Aamani Rupakula, Yue Lu, Thomas Kruse, Sjef Boeren, Christof Holliger, Hauke Smidt, Julien Maillard

Abstract

De novo corrinoid biosynthesis represents one of the most complicated metabolic pathways in nature. Organohalide-respiring bacteria (OHRB) have developed different strategies to deal with their need of corrinoid, as it is an essential cofactor of reductive dehalogenases, the key enzymes in OHR metabolism.

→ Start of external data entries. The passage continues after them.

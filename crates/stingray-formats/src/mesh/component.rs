//! Vertex component descriptors

use crate::mesh::error::{MeshError, MeshResult};
use crate::stream::{ByteStream, StreamResult};
use std::fmt;

/// Semantic of a vertex component
#[derive(Debug, Clone, Copy, PartialEq, Eq, Hash)]
pub enum ComponentKind {
    /// Vertex position
    Position,
    /// Vertex normal
    Normal,
    /// Vertex tangent
    Tangent,
    /// Vertex bitangent
    Bitangent,
    /// Texture coordinate set
    Uv,
    /// Vertex color
    Color,
    /// Skinning bone indices
    BoneIndex,
    /// Skinning weights
    BoneWeight,
    /// Semantic this codec does not interpret; the bytes are skipped
    Other(u32),
}

impl ComponentKind {
    /// Kind for a raw semantic value
    pub const fn from_raw(value: u32) -> Self {
        match value {
            0 => Self::Position,
            1 => Self::Normal,
            2 => Self::Tangent,
            3 => Self::Bitangent,
            4 => Self::Uv,
            5 => Self::Color,
            6 => Self::BoneIndex,
            7 => Self::BoneWeight,
            other => Self::Other(other),
        }
    }

    /// Raw semantic value
    pub const fn to_raw(self) -> u32 {
        match self {
            Self::Position => 0,
            Self::Normal => 1,
            Self::Tangent => 2,
            Self::Bitangent => 3,
            Self::Uv => 4,
            Self::Color => 5,
            Self::BoneIndex => 6,
            Self::BoneWeight => 7,
            Self::Other(other) => other,
        }
    }
}

impl fmt::Display for ComponentKind {
    fn fmt(&self, f: &mut fmt::Formatter<'_>) -> fmt::Result {
        match self {
            Self::Position => write!(f, "position"),
            Self::Normal => write!(f, "normal"),
            Self::Tangent => write!(f, "tangent"),
            Self::Bitangent => write!(f, "bitangent"),
            Self::Uv => write!(f, "uv"),
            Self::Color => write!(f, "color"),
            Self::BoneIndex => write!(f, "bone_index"),
            Self::BoneWeight => write!(f, "bone_weight"),
            Self::Other(raw) => write!(f, "unknown({raw})"),
        }
    }
}

/// Numeric encoding of a vertex component
#[derive(Debug, Clone, Copy, PartialEq, Eq, Hash)]
pub enum ComponentFormat {
    /// One `f32`
    Float,
    /// Two `f32`
    Vec2Float,
    /// Three `f32`
    Vec3Float,
    /// Four bytes normalized to `[0, 1]`
    Rgba8,
    /// Four `u32`
    Vec4UInt32,
    /// Four `u8`
    Vec4UInt8,
    /// Unsigned 10-10-10-2; the fourth lane always decodes as zero
    Packed1010102,
    /// Normal quantized through the normal palette
    PackedNormal,
    /// Two half floats
    Vec2Half,
    /// Four half floats
    Vec4Half,
}

impl ComponentFormat {
    /// Format for a raw format value
    pub fn from_raw(value: u32) -> MeshResult<Self> {
        Ok(match value {
            0 => Self::Float,
            1 => Self::Vec2Float,
            2 => Self::Vec3Float,
            4 => Self::Rgba8,
            20 => Self::Vec4UInt32,
            24 => Self::Vec4UInt8,
            25 => Self::Packed1010102,
            26 => Self::PackedNormal,
            29 => Self::Vec2Half,
            31 => Self::Vec4Half,
            other => return Err(MeshError::UnknownVertexFormat(other)),
        })
    }

    /// Raw format value
    pub const fn to_raw(self) -> u32 {
        match self {
            Self::Float => 0,
            Self::Vec2Float => 1,
            Self::Vec3Float => 2,
            Self::Rgba8 => 4,
            Self::Vec4UInt32 => 20,
            Self::Vec4UInt8 => 24,
            Self::Packed1010102 => 25,
            Self::PackedNormal => 26,
            Self::Vec2Half => 29,
            Self::Vec4Half => 31,
        }
    }

    /// Encoded size in bytes
    pub const fn size(self) -> usize {
        match self {
            Self::Float
            | Self::Rgba8
            | Self::Vec4UInt8
            | Self::Packed1010102
            | Self::PackedNormal
            | Self::Vec2Half => 4,
            Self::Vec2Float | Self::Vec4Half => 8,
            Self::Vec3Float => 12,
            Self::Vec4UInt32 => 16,
        }
    }

    /// Transfer one value in this format
    ///
    /// Lanes the format does not carry are returned as zero.
    pub fn transfer(self, s: &mut ByteStream, value: ComponentValue) -> StreamResult<ComponentValue> {
        let f = value.to_floats();
        Ok(match self {
            Self::Float => ComponentValue::Float([s.f32(f[0])?, 0.0, 0.0, 0.0]),
            Self::Vec2Float => {
                let [x, y] = s.vec2_f32([f[0], f[1]])?;
                ComponentValue::Float([x, y, 0.0, 0.0])
            }
            Self::Vec3Float => {
                let [x, y, z] = s.vec3_f32([f[0], f[1], f[2]])?;
                ComponentValue::Float([x, y, z, 0.0])
            }
            Self::Rgba8 => {
                let bytes = s.vec4_u8(f.map(|c| (c.clamp(0.0, 1.0) * 255.0).round() as u8))?;
                ComponentValue::Float(bytes.map(|b| f32::from(b) / 255.0))
            }
            Self::Vec4UInt32 => ComponentValue::UInt(s.vec4_u32(value.to_uints())?),
            Self::Vec4UInt8 => {
                let bytes = s.vec4_u8(value.to_uints().map(|v| v.min(0xff) as u8))?;
                ComponentValue::UInt(bytes.map(u32::from))
            }
            Self::Packed1010102 => {
                let mut lanes = s.packed_1010102(f)?;
                if s.is_reading() {
                    lanes[3] = 0.0;
                }
                ComponentValue::Float(lanes)
            }
            Self::PackedNormal => ComponentValue::Packed(s.u32(value.to_packed())?),
            Self::Vec2Half => {
                let [x, y] = s.vec2_half([f[0], f[1]])?;
                ComponentValue::Float([x, y, 0.0, 0.0])
            }
            Self::Vec4Half => ComponentValue::Float(s.vec4_half(f)?),
        })
    }
}

/// A decoded component value
#[derive(Debug, Clone, Copy, PartialEq)]
pub enum ComponentValue {
    /// Floating-point lanes; unused lanes are zero
    Float([f32; 4]),
    /// Integer lanes; unused lanes are zero
    UInt([u32; 4]),
    /// Opaque palette-packed normal
    Packed(u32),
}

impl ComponentValue {
    /// Lanes as floats; packed words give zeros
    pub fn to_floats(self) -> [f32; 4] {
        match self {
            Self::Float(v) => v,
            Self::UInt(v) => v.map(|x| x as f32),
            Self::Packed(_) => [0.0; 4],
        }
    }

    /// Lanes as rounded integers; packed words give zeros
    pub fn to_uints(self) -> [u32; 4] {
        match self {
            Self::Float(v) => v.map(|x| x.max(0.0).round() as u32),
            Self::UInt(v) => v,
            Self::Packed(_) => [0; 4],
        }
    }

    /// Packed word; other values give zero
    pub fn to_packed(self) -> u32 {
        match self {
            Self::Packed(v) => v,
            Self::Float(_) | Self::UInt(_) => 0,
        }
    }
}

/// One entry of a stream's component table
#[derive(Debug, Clone, Copy, PartialEq, Eq)]
pub struct Component {
    /// Semantic
    pub kind: ComponentKind,
    /// Numeric format
    pub format: ComponentFormat,
    /// Set number for repeated semantics such as UVs and bone indices
    pub index: u32,
    /// Uninterpreted, preserved
    pub unknown: u64,
}

impl Component {
    /// Component with a zero trailing word
    pub const fn new(kind: ComponentKind, format: ComponentFormat, index: u32) -> Self {
        Self {
            kind,
            format,
            index,
            unknown: 0,
        }
    }

    /// Bytes per vertex
    pub const fn size(&self) -> usize {
        self.format.size()
    }

    /// Transfer one component record
    pub fn serialize(&mut self, s: &mut ByteStream) -> MeshResult<()> {
        self.kind = ComponentKind::from_raw(s.u32(self.kind.to_raw())?);
        self.format = ComponentFormat::from_raw(s.u32(self.format.to_raw())?)?;
        self.index = s.u32(self.index)?;
        self.unknown = s.u64(self.unknown)?;
        Ok(())
    }
}

impl Default for Component {
    fn default() -> Self {
        Self::new(ComponentKind::Position, ComponentFormat::Vec3Float, 0)
    }
}

#[cfg(test)]
#[allow(clippy::expect_used, clippy::unwrap_used)]
mod tests {
    use super::*;

    #[test]
    fn test_format_sizes() {
        let sizes: Vec<(u32, usize)> = [0, 1, 2, 4, 20, 24, 25, 26, 29, 31]
            .into_iter()
            .map(|raw| (raw, ComponentFormat::from_raw(raw).unwrap().size()))
            .collect();
        assert_eq!(
            sizes,
            vec![
                (0, 4),
                (1, 8),
                (2, 12),
                (4, 4),
                (20, 16),
                (24, 4),
                (25, 4),
                (26, 4),
                (29, 4),
                (31, 8)
            ]
        );
    }

    #[test]
    fn test_unknown_format() {
        assert_eq!(
            ComponentFormat::from_raw(3),
            Err(MeshError::UnknownVertexFormat(3))
        );
    }

    #[test]
    fn test_component_record_is_20_bytes() {
        let mut s = ByteStream::writer();
        Component::new(ComponentKind::Uv, ComponentFormat::Vec2Half, 1)
            .serialize(&mut s)
            .unwrap();
        assert_eq!(s.len(), 20);

        let mut decoded = Component::default();
        decoded
            .serialize(&mut ByteStream::reader(s.into_inner()))
            .unwrap();
        assert_eq!(decoded.kind, ComponentKind::Uv);
        assert_eq!(decoded.format, ComponentFormat::Vec2Half);
        assert_eq!(decoded.index, 1);
    }

    #[test]
    fn test_packed_1010102_drops_fourth_lane() {
        let mut s = ByteStream::writer();
        ComponentFormat::Packed1010102
            .transfer(&mut s, ComponentValue::Float([1.0, 0.0, 1.0, 1.0]))
            .unwrap();
        let value = ComponentFormat::Packed1010102
            .transfer(
                &mut ByteStream::reader(s.into_inner()),
                ComponentValue::Float([0.0; 4]),
            )
            .unwrap();
        assert_eq!(value, ComponentValue::Float([1.0, 0.0, 1.0, 0.0]));
    }

    #[test]
    fn test_rgba8_normalizes() {
        let value = ComponentFormat::Rgba8
            .transfer(
                &mut ByteStream::reader(vec![255, 0, 51, 255]),
                ComponentValue::Float([0.0; 4]),
            )
            .unwrap();
        assert_eq!(value, ComponentValue::Float([1.0, 0.0, 0.2, 1.0]));
    }
}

In contrast to Dehalococcoides mccartyi, the genome of Dehalobacter restrictus strain PER-K23 contains a complete set of corrinoid biosynthetic genes, of which cbiH appears to be truncated and therefore non-functional, possibly explaining the corrinoid auxotrophy of this obligate OHRB. Comparative genomics within Dehalobacter spp. revealed that one (operon-2) of the five distinct corrinoid biosynthesis associated operons present in the genome of D. restrictus appeared to be present only in that particular strain, which encodes multiple members of corrinoid transporters and salvaging enzymes. Operon-2 was highly up-regulated upon corrinoid starvation both at the transcriptional (346-fold) and proteomic level (46-fold on average), in line with the presence of an upstream cobalamin riboswitch. Together, these data highlight the importance of this operon in corrinoid homeostasis in D. restrictus and the augmented salvaging strategy this bacterium adopted to cope with the need for this essential cofactor.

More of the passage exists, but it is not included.